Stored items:

▼

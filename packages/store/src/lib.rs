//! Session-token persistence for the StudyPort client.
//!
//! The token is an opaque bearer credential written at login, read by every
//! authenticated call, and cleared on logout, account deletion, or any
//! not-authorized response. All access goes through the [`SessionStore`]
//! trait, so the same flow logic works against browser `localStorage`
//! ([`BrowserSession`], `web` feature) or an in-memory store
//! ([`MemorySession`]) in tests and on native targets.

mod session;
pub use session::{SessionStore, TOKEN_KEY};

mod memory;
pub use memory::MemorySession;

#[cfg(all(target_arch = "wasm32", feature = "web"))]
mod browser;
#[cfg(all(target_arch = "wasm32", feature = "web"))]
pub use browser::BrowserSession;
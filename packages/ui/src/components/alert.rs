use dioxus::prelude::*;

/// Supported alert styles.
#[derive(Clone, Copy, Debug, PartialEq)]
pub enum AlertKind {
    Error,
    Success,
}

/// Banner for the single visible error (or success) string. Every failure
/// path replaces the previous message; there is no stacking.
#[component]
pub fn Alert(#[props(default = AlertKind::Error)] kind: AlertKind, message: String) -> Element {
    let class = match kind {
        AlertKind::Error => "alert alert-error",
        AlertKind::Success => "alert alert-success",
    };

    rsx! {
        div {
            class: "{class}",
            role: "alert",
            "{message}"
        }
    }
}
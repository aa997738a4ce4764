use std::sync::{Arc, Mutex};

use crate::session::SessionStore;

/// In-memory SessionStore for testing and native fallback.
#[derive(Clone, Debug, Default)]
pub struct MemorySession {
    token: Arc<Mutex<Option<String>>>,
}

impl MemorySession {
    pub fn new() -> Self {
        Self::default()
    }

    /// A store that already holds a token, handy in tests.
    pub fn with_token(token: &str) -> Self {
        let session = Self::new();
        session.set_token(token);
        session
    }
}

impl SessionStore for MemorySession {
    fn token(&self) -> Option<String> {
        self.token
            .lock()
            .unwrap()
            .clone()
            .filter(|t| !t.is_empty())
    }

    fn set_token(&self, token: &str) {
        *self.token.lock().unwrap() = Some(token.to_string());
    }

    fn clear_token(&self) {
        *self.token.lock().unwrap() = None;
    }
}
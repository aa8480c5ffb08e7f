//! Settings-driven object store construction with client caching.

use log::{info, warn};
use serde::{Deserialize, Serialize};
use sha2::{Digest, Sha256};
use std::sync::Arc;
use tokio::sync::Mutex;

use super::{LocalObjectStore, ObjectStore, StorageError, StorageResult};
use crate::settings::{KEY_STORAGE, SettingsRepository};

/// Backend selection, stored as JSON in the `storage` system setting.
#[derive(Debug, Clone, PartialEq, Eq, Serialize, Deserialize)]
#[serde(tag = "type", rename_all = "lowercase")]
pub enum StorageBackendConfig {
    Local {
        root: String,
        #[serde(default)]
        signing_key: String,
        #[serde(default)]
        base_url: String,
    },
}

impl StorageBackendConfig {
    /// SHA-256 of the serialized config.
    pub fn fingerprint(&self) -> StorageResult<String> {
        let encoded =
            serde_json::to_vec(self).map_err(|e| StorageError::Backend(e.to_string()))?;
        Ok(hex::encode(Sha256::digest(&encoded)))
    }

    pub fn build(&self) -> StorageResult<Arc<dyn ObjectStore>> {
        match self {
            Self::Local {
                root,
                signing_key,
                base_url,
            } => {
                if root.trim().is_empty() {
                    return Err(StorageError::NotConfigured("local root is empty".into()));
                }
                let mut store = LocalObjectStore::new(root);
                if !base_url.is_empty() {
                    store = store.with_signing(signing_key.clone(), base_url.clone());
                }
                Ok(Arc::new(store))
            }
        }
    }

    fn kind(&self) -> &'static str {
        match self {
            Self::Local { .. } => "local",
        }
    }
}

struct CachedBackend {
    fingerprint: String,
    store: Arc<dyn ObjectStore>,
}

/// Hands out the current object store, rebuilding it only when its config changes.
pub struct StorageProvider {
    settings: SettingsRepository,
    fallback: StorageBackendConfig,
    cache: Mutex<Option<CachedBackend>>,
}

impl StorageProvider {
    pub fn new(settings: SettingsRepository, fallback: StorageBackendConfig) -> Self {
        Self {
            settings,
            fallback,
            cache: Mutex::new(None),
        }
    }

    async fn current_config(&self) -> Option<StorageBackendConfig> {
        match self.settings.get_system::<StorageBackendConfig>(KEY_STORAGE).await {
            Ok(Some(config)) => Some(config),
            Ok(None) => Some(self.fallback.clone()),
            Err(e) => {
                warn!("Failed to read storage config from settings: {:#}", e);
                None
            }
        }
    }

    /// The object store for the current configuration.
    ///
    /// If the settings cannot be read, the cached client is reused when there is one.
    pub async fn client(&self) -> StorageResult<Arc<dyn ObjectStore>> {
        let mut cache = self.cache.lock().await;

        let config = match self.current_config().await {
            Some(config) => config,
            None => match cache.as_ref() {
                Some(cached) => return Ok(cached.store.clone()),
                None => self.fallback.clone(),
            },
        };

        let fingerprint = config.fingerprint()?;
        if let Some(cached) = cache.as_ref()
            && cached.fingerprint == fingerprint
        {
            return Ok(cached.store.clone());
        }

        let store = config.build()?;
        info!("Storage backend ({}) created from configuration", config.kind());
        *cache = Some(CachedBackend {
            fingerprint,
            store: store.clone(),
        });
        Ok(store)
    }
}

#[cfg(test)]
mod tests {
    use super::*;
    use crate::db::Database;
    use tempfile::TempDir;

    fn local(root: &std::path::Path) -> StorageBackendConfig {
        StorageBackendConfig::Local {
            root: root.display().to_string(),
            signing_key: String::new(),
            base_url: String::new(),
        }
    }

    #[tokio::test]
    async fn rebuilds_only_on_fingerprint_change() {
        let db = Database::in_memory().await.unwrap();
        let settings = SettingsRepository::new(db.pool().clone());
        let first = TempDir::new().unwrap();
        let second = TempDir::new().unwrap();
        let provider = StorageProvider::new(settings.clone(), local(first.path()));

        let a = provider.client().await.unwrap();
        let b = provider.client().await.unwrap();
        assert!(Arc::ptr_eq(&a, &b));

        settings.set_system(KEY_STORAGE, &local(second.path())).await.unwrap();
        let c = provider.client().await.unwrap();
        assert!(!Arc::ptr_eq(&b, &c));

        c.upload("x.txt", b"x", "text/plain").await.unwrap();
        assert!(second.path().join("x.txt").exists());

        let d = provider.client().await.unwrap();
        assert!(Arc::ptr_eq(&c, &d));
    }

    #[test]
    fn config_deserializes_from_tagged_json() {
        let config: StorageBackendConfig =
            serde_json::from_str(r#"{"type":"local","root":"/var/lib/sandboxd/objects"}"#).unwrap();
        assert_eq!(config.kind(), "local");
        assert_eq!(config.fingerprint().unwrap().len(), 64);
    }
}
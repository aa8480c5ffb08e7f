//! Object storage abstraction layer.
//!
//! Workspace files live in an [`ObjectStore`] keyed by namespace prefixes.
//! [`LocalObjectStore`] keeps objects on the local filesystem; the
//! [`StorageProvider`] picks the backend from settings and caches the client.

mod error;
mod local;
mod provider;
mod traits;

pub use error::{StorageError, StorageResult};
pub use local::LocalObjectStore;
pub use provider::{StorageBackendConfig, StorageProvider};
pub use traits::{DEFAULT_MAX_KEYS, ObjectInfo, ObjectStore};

▲

# Task details:
Transcribe the records above in full, exactly as they stand.

# Solution to this problem:
filename packages/store/src/lib.rs
//! Session-token persistence for the StudyPort client.
//!
//! The token is an opaque bearer credential written at login, read by every
//! authenticated call, and cleared on logout, account deletion, or any
//! not-authorized response. All access goes through the [`SessionStore`]
//! trait, so the same flow logic works against browser `localStorage`
//! ([`BrowserSession`], `web` feature) or an in-memory store
//! ([`MemorySession`]) in tests and on native targets.

mod session;
pub use session::{SessionStore, TOKEN_KEY};

mod memory;
pub use memory::MemorySession;

#[cfg(all(target_arch = "wasm32", feature = "web"))]
mod browser;
#[cfg(all(target_arch = "wasm32", feature = "web"))]
pub use browser::BrowserSession;
filename packages/ui/src/components/alert.rs
use dioxus::prelude::*;

/// Supported alert styles.
#[derive(Clone, Copy, Debug, PartialEq)]
pub enum AlertKind {
    Error,
    Success,
}

/// Banner for the single visible error (or success) string. Every failure
/// path replaces the previous message; there is no stacking.
#[component]
pub fn Alert(#[props(default = AlertKind::Error)] kind: AlertKind, message: String) -> Element {
    let class = match kind {
        AlertKind::Error => "alert alert-error",
        AlertKind::Success => "alert alert-success",
    };

    rsx! {
        div {
            class: "{class}",
            role: "alert",
            "{message}"
        }
    }
}
repository aa997738a4ce4764
use std::sync::{Arc, Mutex};

use crate::session::SessionStore;

/// In-memory SessionStore for testing and native fallback.
#[derive(Clone, Debug, Default)]
pub struct MemorySession {
    token: Arc<Mutex<Option<String>>>,
}

impl MemorySession {
    pub fn new() -> Self {
        Self::default()
    }

    /// A store that already holds a token, handy in tests.
    pub fn with_token(token: &str) -> Self {
        let session = Self::new();
        session.set_token(token);
        session
    }
}

impl SessionStore for MemorySession {
    fn token(&self) -> Option<String> {
        self.token
            .lock()
            .unwrap()
            .clone()
            .filter(|t| !t.is_empty())
    }

    fn set_token(&self, token: &str) {
        *self.token.lock().unwrap() = Some(token.to_string());
    }

    fn clear_token(&self) {
        *self.token.lock().unwrap() = None;
    }
}
repository aa8480c5ffb08e7f
//! Settings-driven object store construction with client caching.

use log::{info, warn};
use serde::{Deserialize, Serialize};
use sha2::{Digest, Sha256};
use std::sync::Arc;
use tokio::sync::Mutex;

use super::{LocalObjectStore, ObjectStore, StorageError, StorageResult};
use crate::settings::{KEY_STORAGE, SettingsRepository};

/// Backend selection, stored as JSON in the `storage` system setting.
#[derive(Debug, Clone, PartialEq, Eq, Serialize, Deserialize)]
#[serde(tag = "type", rename_all = "lowercase")]
pub enum StorageBackendConfig {
    Local {
        root: String,
        #[serde(default)]
        signing_key: String,
        #[serde(default)]
        base_url: String,
    },
}

impl StorageBackendConfig {
    /// SHA-256 of the serialized config.
    pub fn fingerprint(&self) -> StorageResult<String> {
        let encoded =
            serde_json::to_vec(self).map_err(|e| StorageError::Backend(e.to_string()))?;
        Ok(hex::encode(Sha256::digest(&encoded)))
    }

    pub fn build(&self) -> StorageResult<Arc<dyn ObjectStore>> {
        match self {
            Self::Local {
                root,
                signing_key,
                base_url,
            } => {
                if root.trim().is_empty() {
                    return Err(StorageError::NotConfigured("local root is empty".into()));
                }
                let mut store = LocalObjectStore::new(root);
                if !base_url.is_empty() {
                    store = store.with_signing(signing_key.clone(), base_url.clone());
                }
                Ok(Arc::new(store))
            }
        }
    }

    fn kind(&self) -> &'static str {
        match self {
            Self::Local { .. } => "local",
        }
    }
}

struct CachedBackend {
    fingerprint: String,
    store: Arc<dyn ObjectStore>,
}

/// Hands out the current object store, rebuilding it only when its config changes.
pub struct StorageProvider {
    settings: SettingsRepository,
    fallback: StorageBackendConfig,
    cache: Mutex<Option<CachedBackend>>,
}

impl StorageProvider {
    pub fn new(settings: SettingsRepository, fallback: StorageBackendConfig) -> Self {
        Self {
            settings,
            fallback,
            cache: Mutex::new(None),
        }
    }

    async fn current_config(&self) -> Option<StorageBackendConfig> {
        match self.settings.get_system::<StorageBackendConfig>(KEY_STORAGE).await {
            Ok(Some(config)) => Some(config),
            Ok(None) => Some(self.fallback.clone()),
            Err(e) => {
                warn!("Failed to read storage config from settings: {:#}", e);
                None
            }
        }
    }

    /// The object store for the current configuration.
    ///
    /// If the settings cannot be read, the cached client is reused when there is one.
    pub async fn client(&self) -> StorageResult<Arc<dyn ObjectStore>> {
        let mut cache = self.cache.lock().await;

        let config = match self.current_config().await {
            Some(config) => config,
            None => match cache.as_ref() {
                Some(cached) => return Ok(cached.store.clone()),
                None => self.fallback.clone(),
            },
        };

        let fingerprint = config.fingerprint()?;
        if let Some(cached) = cache.as_ref()
            && cached.fingerprint == fingerprint
        {
            return Ok(cached.store.clone());
        }

        let store = config.build()?;
        info!("Storage backend ({}) created from configuration", config.kind());
        *cache = Some(CachedBackend {
            fingerprint,
            store: store.clone(),
        });
        Ok(store)
    }
}

#[cfg(test)]
mod tests {
    use super::*;
    use crate::db::Database;
    use tempfile::TempDir;

    fn local(root: &std::path::Path) -> StorageBackendConfig {
        StorageBackendConfig::Local {
            root: root.display().to_string(),
            signing_key: String::new(),
            base_url: String::new(),
        }
    }

    #[tokio::test]
    async fn rebuilds_only_on_fingerprint_change() {
        let db = Database::in_memory().await.unwrap();
        let settings = SettingsRepository::new(db.pool().clone());
        let first = TempDir::new().unwrap();
        let second = TempDir::new().unwrap();
        let provider = StorageProvider::new(settings.clone(), local(first.path()));

        let a = provider.client().await.unwrap();
        let b = provider.client().await.unwrap();
        assert!(Arc::ptr_eq(&a, &b));

        settings.set_system(KEY_STORAGE, &local(second.path())).await.unwrap();
        let c = provider.client().await.unwrap();
        assert!(!Arc::ptr_eq(&b, &c));

        c.upload("x.txt", b"x", "text/plain").await.unwrap();
        assert!(second.path().join("x.txt").exists());

        let d = provider.client().await.unwrap();
        assert!(Arc::ptr_eq(&c, &d));
    }

    #[test]
    fn config_deserializes_from_tagged_json() {
        let config: StorageBackendConfig =
            serde_json::from_str(r#"{"type":"local","root":"/var/lib/sandboxd/objects"}"#).unwrap();
        assert_eq!(config.kind(), "local");
        assert_eq!(config.fingerprint().unwrap().len(), 64);
    }
}
repository aa8480c5ffb08e7f
//! Object storage abstraction layer.
//!
//! Workspace files live in an [`ObjectStore`] keyed by namespace prefixes.
//! [`LocalObjectStore`] keeps objects on the local filesystem; the
//! [`StorageProvider`] picks the backend from settings and caches the client.

mod error;
mod local;
mod provider;
mod traits;

pub use error::{StorageError, StorageResult};
pub use local::LocalObjectStore;
pub use provider::{StorageBackendConfig, StorageProvider};
pub use traits::{DEFAULT_MAX_KEYS, ObjectInfo, ObjectStore};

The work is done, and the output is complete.